*What is being asked*: Out of the lines below, please list those that hold the string "current".

** Records provided follows **

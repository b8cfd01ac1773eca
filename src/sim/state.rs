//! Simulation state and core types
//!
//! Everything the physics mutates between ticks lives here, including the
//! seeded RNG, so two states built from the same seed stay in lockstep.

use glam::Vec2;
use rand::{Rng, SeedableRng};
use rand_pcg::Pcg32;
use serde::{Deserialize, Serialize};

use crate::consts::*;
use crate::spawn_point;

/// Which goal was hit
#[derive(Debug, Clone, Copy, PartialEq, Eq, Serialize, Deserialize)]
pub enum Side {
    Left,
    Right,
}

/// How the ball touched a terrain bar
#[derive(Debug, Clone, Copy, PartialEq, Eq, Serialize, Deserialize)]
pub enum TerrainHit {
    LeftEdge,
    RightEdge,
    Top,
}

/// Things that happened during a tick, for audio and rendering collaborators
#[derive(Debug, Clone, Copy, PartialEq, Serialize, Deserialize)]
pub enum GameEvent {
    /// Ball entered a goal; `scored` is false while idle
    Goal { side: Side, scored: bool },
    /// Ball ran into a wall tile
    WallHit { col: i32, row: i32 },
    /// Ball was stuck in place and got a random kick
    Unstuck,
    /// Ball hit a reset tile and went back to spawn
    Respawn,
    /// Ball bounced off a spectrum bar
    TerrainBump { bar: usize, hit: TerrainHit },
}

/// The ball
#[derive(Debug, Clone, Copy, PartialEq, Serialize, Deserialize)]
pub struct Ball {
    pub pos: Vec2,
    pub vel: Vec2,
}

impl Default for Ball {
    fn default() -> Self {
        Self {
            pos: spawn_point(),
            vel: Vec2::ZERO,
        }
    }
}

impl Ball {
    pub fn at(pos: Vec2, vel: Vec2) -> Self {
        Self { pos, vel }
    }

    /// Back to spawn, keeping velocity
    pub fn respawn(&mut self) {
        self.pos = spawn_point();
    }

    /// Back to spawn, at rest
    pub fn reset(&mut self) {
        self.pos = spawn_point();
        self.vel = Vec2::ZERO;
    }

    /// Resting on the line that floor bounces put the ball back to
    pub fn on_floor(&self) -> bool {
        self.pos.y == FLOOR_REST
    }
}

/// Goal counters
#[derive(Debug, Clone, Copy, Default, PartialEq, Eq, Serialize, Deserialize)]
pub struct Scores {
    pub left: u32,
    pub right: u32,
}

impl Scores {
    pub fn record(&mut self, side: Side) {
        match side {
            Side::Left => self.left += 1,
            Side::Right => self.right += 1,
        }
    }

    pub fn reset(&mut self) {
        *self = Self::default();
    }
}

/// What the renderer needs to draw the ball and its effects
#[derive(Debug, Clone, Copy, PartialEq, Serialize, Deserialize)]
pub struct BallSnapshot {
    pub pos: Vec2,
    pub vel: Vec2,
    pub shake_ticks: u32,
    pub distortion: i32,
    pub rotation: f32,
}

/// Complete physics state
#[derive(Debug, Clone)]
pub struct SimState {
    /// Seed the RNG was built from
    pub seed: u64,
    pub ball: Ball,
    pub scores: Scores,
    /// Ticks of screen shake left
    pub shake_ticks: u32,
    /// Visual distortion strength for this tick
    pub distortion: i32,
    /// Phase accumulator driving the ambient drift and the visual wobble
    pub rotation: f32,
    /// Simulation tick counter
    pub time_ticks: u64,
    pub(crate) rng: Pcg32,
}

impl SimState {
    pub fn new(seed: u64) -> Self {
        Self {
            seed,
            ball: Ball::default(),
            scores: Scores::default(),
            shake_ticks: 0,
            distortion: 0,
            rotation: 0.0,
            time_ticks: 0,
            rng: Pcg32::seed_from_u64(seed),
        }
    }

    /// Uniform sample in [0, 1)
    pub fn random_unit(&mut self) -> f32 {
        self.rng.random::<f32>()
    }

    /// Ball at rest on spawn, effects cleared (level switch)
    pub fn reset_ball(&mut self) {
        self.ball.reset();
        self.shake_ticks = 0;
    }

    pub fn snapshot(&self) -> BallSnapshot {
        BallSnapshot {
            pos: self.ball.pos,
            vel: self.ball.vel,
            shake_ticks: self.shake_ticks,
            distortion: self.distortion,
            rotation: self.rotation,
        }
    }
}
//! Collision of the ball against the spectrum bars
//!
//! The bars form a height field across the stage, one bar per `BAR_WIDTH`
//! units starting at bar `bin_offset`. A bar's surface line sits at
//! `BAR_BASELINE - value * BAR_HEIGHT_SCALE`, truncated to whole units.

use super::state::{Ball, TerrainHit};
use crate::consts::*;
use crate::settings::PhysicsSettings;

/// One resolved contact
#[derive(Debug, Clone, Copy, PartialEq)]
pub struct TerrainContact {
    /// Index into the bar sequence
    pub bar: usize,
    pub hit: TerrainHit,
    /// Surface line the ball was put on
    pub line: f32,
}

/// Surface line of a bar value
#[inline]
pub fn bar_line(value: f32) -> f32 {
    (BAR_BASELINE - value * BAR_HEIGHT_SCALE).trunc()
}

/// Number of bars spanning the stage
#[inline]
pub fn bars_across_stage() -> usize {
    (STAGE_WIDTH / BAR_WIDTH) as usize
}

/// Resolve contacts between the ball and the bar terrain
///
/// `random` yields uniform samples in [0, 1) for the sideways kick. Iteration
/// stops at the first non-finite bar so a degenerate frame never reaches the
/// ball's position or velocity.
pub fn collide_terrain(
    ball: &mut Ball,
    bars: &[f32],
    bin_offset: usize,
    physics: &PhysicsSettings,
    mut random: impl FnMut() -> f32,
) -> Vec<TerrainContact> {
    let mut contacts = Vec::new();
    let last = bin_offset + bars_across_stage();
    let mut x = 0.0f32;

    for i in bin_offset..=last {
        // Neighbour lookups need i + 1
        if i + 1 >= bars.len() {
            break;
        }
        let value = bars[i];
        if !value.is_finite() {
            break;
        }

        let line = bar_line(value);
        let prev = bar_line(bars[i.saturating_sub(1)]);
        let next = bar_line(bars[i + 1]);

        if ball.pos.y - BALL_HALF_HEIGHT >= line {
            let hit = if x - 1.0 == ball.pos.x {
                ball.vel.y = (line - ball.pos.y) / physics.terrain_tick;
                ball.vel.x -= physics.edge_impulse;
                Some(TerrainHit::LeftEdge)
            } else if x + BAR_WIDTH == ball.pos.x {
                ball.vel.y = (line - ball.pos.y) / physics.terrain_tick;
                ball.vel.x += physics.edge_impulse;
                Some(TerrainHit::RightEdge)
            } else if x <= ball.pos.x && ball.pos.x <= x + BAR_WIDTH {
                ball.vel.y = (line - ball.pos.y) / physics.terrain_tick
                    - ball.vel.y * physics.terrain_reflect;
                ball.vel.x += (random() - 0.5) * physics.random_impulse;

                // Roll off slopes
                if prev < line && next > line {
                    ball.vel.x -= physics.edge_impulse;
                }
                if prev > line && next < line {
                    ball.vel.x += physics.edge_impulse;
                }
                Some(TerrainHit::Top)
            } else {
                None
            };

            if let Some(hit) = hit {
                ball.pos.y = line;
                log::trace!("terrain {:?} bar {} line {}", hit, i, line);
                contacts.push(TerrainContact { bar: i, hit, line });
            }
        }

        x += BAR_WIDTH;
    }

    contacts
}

** End of Records provided **
** Records provided follows **

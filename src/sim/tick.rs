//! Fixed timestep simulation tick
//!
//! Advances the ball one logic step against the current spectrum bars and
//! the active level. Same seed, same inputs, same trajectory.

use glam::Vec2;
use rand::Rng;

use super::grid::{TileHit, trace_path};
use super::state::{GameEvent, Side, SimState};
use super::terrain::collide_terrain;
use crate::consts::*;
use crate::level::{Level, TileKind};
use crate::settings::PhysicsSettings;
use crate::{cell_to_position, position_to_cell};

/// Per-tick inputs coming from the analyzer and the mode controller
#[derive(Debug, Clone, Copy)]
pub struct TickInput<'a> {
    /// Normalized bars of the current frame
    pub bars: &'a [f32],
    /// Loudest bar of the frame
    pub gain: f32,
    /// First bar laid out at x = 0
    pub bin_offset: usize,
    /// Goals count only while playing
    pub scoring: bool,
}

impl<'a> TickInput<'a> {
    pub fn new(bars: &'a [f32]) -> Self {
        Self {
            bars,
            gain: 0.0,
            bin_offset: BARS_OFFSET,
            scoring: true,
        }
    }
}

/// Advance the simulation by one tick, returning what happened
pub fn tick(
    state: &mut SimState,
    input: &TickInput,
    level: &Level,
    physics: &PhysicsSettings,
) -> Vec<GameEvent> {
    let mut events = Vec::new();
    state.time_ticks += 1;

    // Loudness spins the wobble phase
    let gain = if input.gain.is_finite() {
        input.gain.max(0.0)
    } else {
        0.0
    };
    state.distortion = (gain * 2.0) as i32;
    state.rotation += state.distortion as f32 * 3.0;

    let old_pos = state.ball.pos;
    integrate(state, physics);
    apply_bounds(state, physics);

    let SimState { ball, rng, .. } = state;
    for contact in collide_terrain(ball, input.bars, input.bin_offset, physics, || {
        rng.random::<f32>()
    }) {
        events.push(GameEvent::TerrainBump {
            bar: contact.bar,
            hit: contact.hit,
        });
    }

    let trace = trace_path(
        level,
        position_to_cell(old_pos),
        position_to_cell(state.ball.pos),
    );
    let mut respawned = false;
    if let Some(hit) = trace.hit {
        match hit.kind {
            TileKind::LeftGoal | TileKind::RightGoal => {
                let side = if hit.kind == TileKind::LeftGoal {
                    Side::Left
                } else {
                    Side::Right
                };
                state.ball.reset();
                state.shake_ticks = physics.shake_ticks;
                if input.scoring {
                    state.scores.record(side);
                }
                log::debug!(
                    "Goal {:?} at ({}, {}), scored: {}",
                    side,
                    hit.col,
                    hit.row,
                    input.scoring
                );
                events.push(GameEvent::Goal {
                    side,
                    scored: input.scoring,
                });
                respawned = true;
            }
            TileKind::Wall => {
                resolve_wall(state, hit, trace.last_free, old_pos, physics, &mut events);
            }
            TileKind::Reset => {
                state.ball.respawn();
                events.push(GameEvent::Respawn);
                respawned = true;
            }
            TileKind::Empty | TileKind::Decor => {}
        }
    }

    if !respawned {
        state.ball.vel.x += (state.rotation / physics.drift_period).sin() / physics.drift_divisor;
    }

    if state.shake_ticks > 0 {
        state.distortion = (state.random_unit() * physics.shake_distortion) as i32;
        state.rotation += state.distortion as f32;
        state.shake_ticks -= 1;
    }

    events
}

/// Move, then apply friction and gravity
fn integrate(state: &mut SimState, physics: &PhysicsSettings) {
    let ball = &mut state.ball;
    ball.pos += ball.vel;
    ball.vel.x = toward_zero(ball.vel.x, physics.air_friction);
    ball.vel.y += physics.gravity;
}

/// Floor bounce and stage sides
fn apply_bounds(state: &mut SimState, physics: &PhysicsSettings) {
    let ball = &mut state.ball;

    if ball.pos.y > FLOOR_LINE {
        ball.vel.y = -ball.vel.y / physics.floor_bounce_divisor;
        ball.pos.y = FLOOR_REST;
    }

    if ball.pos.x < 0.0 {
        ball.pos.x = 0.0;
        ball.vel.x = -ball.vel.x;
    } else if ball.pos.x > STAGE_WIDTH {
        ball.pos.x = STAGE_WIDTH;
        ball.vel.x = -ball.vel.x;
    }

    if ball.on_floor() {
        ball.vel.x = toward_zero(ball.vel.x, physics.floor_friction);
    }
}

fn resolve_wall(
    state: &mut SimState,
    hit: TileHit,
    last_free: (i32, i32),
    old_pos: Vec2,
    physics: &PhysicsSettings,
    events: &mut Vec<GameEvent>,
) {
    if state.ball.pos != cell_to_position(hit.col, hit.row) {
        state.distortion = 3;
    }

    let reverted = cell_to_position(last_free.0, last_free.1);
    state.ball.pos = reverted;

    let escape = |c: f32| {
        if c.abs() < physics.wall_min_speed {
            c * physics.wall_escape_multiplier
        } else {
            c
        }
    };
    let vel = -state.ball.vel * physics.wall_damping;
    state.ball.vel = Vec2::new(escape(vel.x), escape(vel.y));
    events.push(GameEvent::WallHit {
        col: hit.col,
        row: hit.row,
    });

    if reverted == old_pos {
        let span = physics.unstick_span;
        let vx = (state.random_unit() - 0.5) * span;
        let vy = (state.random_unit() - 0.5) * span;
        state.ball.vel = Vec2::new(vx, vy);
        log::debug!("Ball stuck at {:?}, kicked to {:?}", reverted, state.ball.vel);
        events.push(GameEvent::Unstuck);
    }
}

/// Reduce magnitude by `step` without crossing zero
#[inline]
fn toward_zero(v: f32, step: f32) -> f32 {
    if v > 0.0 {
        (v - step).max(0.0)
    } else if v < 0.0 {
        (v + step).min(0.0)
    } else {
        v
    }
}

** End of Records provided **

*Expected output*:
//! Advances the ball one logic step against the current spectrum bars and
    /// Normalized bars of the current frame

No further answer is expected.